● Task
Where the listing below reaches the line containing "pub fn from_csv(text: &str)", start writing out lines exactly, and stop once the line containing "let name = name.trim();" has been written.

****************

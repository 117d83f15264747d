//! Tabular batch data
//!
//! A [`Dataset`] is the header plus rows of one DK batch. Rows are
//! semi-structured: nothing about the column set is fixed, callers look values
//! up by column name.

use super::errors::SourceError;
use serde::Serialize;

/// One record of a batch, in header order
#[derive(Debug, Clone, PartialEq, Eq, Serialize)]
pub struct SourceRow(Vec<String>);

impl SourceRow {
    pub fn new(values: Vec<String>) -> Self {
        Self(values)
    }

    /// Value at a column position
    pub fn get(&self, index: usize) -> Option<&str> {
        self.0.get(index).map(String::as_str)
    }

    pub fn len(&self) -> usize {
        self.0.len()
    }

    pub fn is_empty(&self) -> bool {
        self.0.is_empty()
    }
}

/// Header and rows of one batch
#[derive(Debug, Clone, PartialEq, Eq, Serialize)]
pub struct Dataset {
    columns: Vec<String>,
    rows: Vec<SourceRow>,
}

impl Dataset {
    /// Build a dataset, checking every row against the header width
    pub fn new(columns: Vec<String>, rows: Vec<SourceRow>) -> Result<Self, SourceError> {
        if let Some((index, row)) = rows
            .iter()
            .enumerate()
            .find(|(_, row)| row.len() != columns.len())
        {
            return Err(SourceError::MalformedDataset(format!(
                "row {} has {} fields, header has {}",
                index + 1,
                row.len(),
                columns.len()
            )));
        }

        Ok(Self { columns, rows })
    }

    /// Parse the comma-delimited batch serialization (header row required)
    ///
    /// # Examples
    ///
    /// ```
    /// use dkbridge::domain::Dataset;
    ///
    /// let dataset = Dataset::from_csv("category,sales\nCOFFEE,1000\n").unwrap();
    /// assert_eq!(dataset.len(), 1);
    /// assert_eq!(dataset.value(0, "category"), Some("COFFEE"));
    /// ```
    pub fn from_csv(text: &str) -> Result<Self, SourceError> {
        let mut reader = csv::ReaderBuilder::new()
            .has_headers(true)
            .trim(csv::Trim::All)
            .from_reader(text.as_bytes());

        let columns: Vec<String> = reader
            .headers()
            .map_err(|e| SourceError::MalformedDataset(format!("unreadable CSV header: {e}")))?
            .iter()
            .map(str::to_string)
            .collect();

        if columns.iter().all(|c| c.is_empty()) {
            return Err(SourceError::MalformedDataset(
                "CSV payload has no header row".to_string(),
            ));
        }

        let mut rows = Vec::new();
        for record in reader.records() {
            let record = record.map_err(|e| SourceError::MalformedDataset(e.to_string()))?;
            rows.push(SourceRow::new(record.iter().map(str::to_string).collect()));
        }

        Self::new(columns, rows)
    }

    pub fn columns(&self) -> &[String] {
        &self.columns
    }

    pub fn rows(&self) -> &[SourceRow] {
        &self.rows
    }

    /// Position of a column in the header
    pub fn column_index(&self, name: &str) -> Option<usize> {
        let name = name.trim();
        self.columns.iter().position(|c| c == name)
    }

    /// Value of `column` in row `row`
    pub fn value(&self, row: usize, column: &str) -> Option<&str> {
        let index = self.column_index(column)?;
        self.rows.get(row)?.get(index)
    }

    pub fn len(&self) -> usize {
        self.rows.len()
    }

    pub fn is_empty(&self) -> bool {
        self.rows.is_empty()
    }
}

#[cfg(test)]
mod tests {
    use super::*;

    #[test]
    fn test_from_csv_basic() {
        let dataset = Dataset::from_csv(
            "category,sales\nCOFFEE ADDITIVE/FLAVORING,1000\nCOFFEE,250\n",
        )
        .unwrap();

        assert_eq!(dataset.columns(), &["category", "sales"]);
        assert_eq!(dataset.len(), 2);
        assert_eq!(dataset.value(0, "category"), Some("COFFEE ADDITIVE/FLAVORING"));
        assert_eq!(dataset.value(1, "sales"), Some("250"));
    }

    #[test]
    fn test_from_csv_quoted_fields_and_whitespace() {
        let dataset =
            Dataset::from_csv(" category , sales \n\"AISLE-COFFEE, TEA\",12\n").unwrap();

        assert_eq!(dataset.column_index("category"), Some(0));
        assert_eq!(dataset.value(0, "category"), Some("AISLE-COFFEE, TEA"));
    }

    #[test]
    fn test_from_csv_header_only() {
        let dataset = Dataset::from_csv("category,sales\n").unwrap();
        assert!(dataset.is_empty());
    }

    #[test]
    fn test_from_csv_ragged_row_is_malformed() {
        let result = Dataset::from_csv("category,sales\nCOFFEE\n");
        assert!(matches!(result, Err(SourceError::MalformedDataset(_))));
    }

    #[test]
    fn test_from_csv_empty_payload_is_malformed() {
        let result = Dataset::from_csv("");
        assert!(matches!(result, Err(SourceError::MalformedDataset(_))));
    }

    #[test]
    fn test_unknown_column() {
        let dataset = Dataset::from_csv("category\nCOFFEE\n").unwrap();
        assert_eq!(dataset.column_index("brand"), None);
        assert_eq!(dataset.value(0, "brand"), None);
    }
}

****************

● Solution
    pub fn from_csv(text: &str) -> Result<Self, SourceError> {
        let mut reader = csv::ReaderBuilder::new()
            .has_headers(true)
            .trim(csv::Trim::All)
            .from_reader(text.as_bytes());

        let columns: Vec<String> = reader
            .headers()
            .map_err(|e| SourceError::MalformedDataset(format!("unreadable CSV header: {e}")))?
            .iter()
            .map(str::to_string)
            .collect();

        if columns.iter().all(|c| c.is_empty()) {
            return Err(SourceError::MalformedDataset(
                "CSV payload has no header row".to_string(),
            ));
        }

        let mut rows = Vec::new();
        for record in reader.records() {
            let record = record.map_err(|e| SourceError::MalformedDataset(e.to_string()))?;
            rows.push(SourceRow::new(record.iter().map(str::to_string).collect()));
        }

        Self::new(columns, rows)
    }

    pub fn columns(&self) -> &[String] {
        &self.columns
    }

    pub fn rows(&self) -> &[SourceRow] {
        &self.rows
    }

    /// Position of a column in the header
    pub fn column_index(&self, name: &str) -> Option<usize> {
        let name = name.trim();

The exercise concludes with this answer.